# Your goal
Where does the word "EntityKind" appear in the entries below? Copy each line that holds it.

# Records to use

========================================

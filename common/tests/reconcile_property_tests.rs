// Reconciliation properties: idempotence, convergence and partial chunk failure

use chrono::{Duration, TimeZone, Utc};
use common::errors::SyncIssue;
use common::identity::IdentityCache;
use common::models::{ClassSession, Entity, EntityKind, EntityRef, NaturalKey, SessionLink};
use common::store::{MemoryStore, Row};
use common::sync::BatchWriter;
use proptest::prelude::*;
use serde_json::json;
use std::collections::BTreeSet;
use std::sync::Arc;

fn session(index: usize, uid: bool) -> ClassSession {
    let owner = NaturalKey::new("27341").unwrap();
    let starts_at = Utc.with_ymd_and_hms(2024, 10, 7, 6, 0, 0).unwrap() + Duration::hours(index as i64);
    let mut links = BTreeSet::new();
    links.insert(SessionLink {
        kind: EntityKind::Group,
        target: EntityRef::Natural(owner.clone()),
    });

    ClassSession {
        subject: format!("Przedmiot {}", index),
        class_type: Some("W".to_string()),
        starts_at: Some(starts_at),
        ends_at: Some(starts_at + Duration::minutes(90)),
        location: Some("A-29".to_string()),
        subgroup: None,
        counterpart: None,
        uid: uid.then(|| format!("{}@plan", index)),
        group_code: Some("21INF-SP".to_string()),
        group: Some(EntityRef::Natural(owner)),
        instructor: None,
        links,
    }
}

async fn setup(chunk_size: usize) -> (Arc<MemoryStore>, BatchWriter, IdentityCache) {
    let store = Arc::new(MemoryStore::new());
    let writer = BatchWriter::new(store.clone(), chunk_size);
    let cache = IdentityCache::new();
    let mut group = Entity::new(EntityKind::Group, NaturalKey::new("27341").unwrap(), "21INF-SP");
    group.code = Some("21INF-SP".to_string());
    writer.write_entities(EntityKind::Group, &[group], &cache).await;
    (store, writer, cache)
}

fn keys(rows: &[Row]) -> BTreeSet<String> {
    rows.iter()
        .map(|r| r["reconciliation_key"].as_str().unwrap_or_default().to_string())
        .collect()
}

#[test]
fn reconciling_a_doubled_set_equals_reconciling_it_once() {
    proptest!(ProptestConfig::with_cases(32), |(count in 1usize..40, with_uid in any::<bool>())| {
        let runtime = tokio::runtime::Runtime::new().unwrap();
        runtime.block_on(async {
            let sessions: Vec<ClassSession> = (0..count).map(|i| session(i, with_uid)).collect();

            let (once_store, once_writer, once_cache) = setup(7).await;
            let once = once_writer.reconcile(sessions.clone(), &once_cache).await;

            let (twice_store, twice_writer, twice_cache) = setup(7).await;
            let mut doubled = sessions.clone();
            doubled.extend(sessions);
            let twice = twice_writer.reconcile(doubled, &twice_cache).await;

            assert_eq!(once.written, count);
            assert_eq!(twice.written, count);
            assert_eq!(twice.merged, count);
            assert_eq!(
                keys(&once_store.rows("class_sessions")),
                keys(&twice_store.rows("class_sessions"))
            );
            assert_eq!(
                once_store.count("session_groups"),
                twice_store.count("session_groups")
            );
        });
    });
}

#[tokio::test]
async fn second_run_against_unchanged_source_adds_no_rows() {
    let (store, writer, cache) = setup(1000).await;
    let sessions: Vec<ClassSession> = (0..25).map(|i| session(i, i % 2 == 0)).collect();

    writer.reconcile(sessions.clone(), &cache).await;
    let sessions_after_first = store.count("class_sessions");
    let links_after_first = store.count("session_groups");
    let ids_after_first: Vec<Row> = store.rows("class_sessions");

    let second = writer.reconcile(sessions, &cache).await;

    assert_eq!(second.written, 25);
    assert!(second.conflicts.is_empty());
    assert_eq!(store.count("class_sessions"), sessions_after_first);
    assert_eq!(store.count("session_groups"), links_after_first);
    for (before, after) in ids_after_first.iter().zip(store.rows("class_sessions")) {
        assert_eq!(before["id"], after["id"]);
    }
}

#[tokio::test]
async fn three_bad_rows_in_a_thousand_are_isolated() {
    let (store, writer, cache) = setup(1000).await;
    store.reject_when("class_sessions", |row| {
        row["subject"]
            .as_str()
            .map(|s| s.ends_with("-bad"))
            .unwrap_or(false)
    });

    let sessions: Vec<ClassSession> = (0..1000)
        .map(|i| {
            let mut s = session(i, true);
            if i == 10 || i == 500 || i == 999 {
                s.subject = format!("{}-bad", s.subject);
            }
            s
        })
        .collect();

    let report = writer.reconcile(sessions, &cache).await;

    assert_eq!(report.written, 997);
    assert_eq!(store.count("class_sessions"), 997);
    let conflicts: Vec<&SyncIssue> = report
        .conflicts
        .iter()
        .filter(|c| matches!(c, SyncIssue::WriteConflict { table, .. } if table == "class_sessions"))
        .collect();
    assert_eq!(conflicts.len(), 3);
    assert_eq!(store.count("session_groups"), 997);
}

#[tokio::test]
async fn unresolved_references_are_written_as_null() {
    let (store, writer, cache) = setup(1000).await;
    let mut orphan = session(0, true);
    orphan.group = Some(EntityRef::Alias("99XYZ".to_string()));
    orphan.instructor = Some(EntityRef::Alias("dr Nieznany".to_string()));

    let report = writer.reconcile(vec![orphan], &cache).await;

    assert_eq!(report.written, 1);
    let row = &store.rows("class_sessions")[0];
    assert_eq!(row["group_id"], json!(null));
    assert_eq!(row["instructor_id"], json!(null));
}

========================================

# Your solution
use common::models::{ClassSession, Entity, EntityKind, EntityRef, NaturalKey, SessionLink};
        kind: EntityKind::Group,
    let mut group = Entity::new(EntityKind::Group, NaturalKey::new("27341").unwrap(), "21INF-SP");
    writer.write_entities(EntityKind::Group, &[group], &cache).await;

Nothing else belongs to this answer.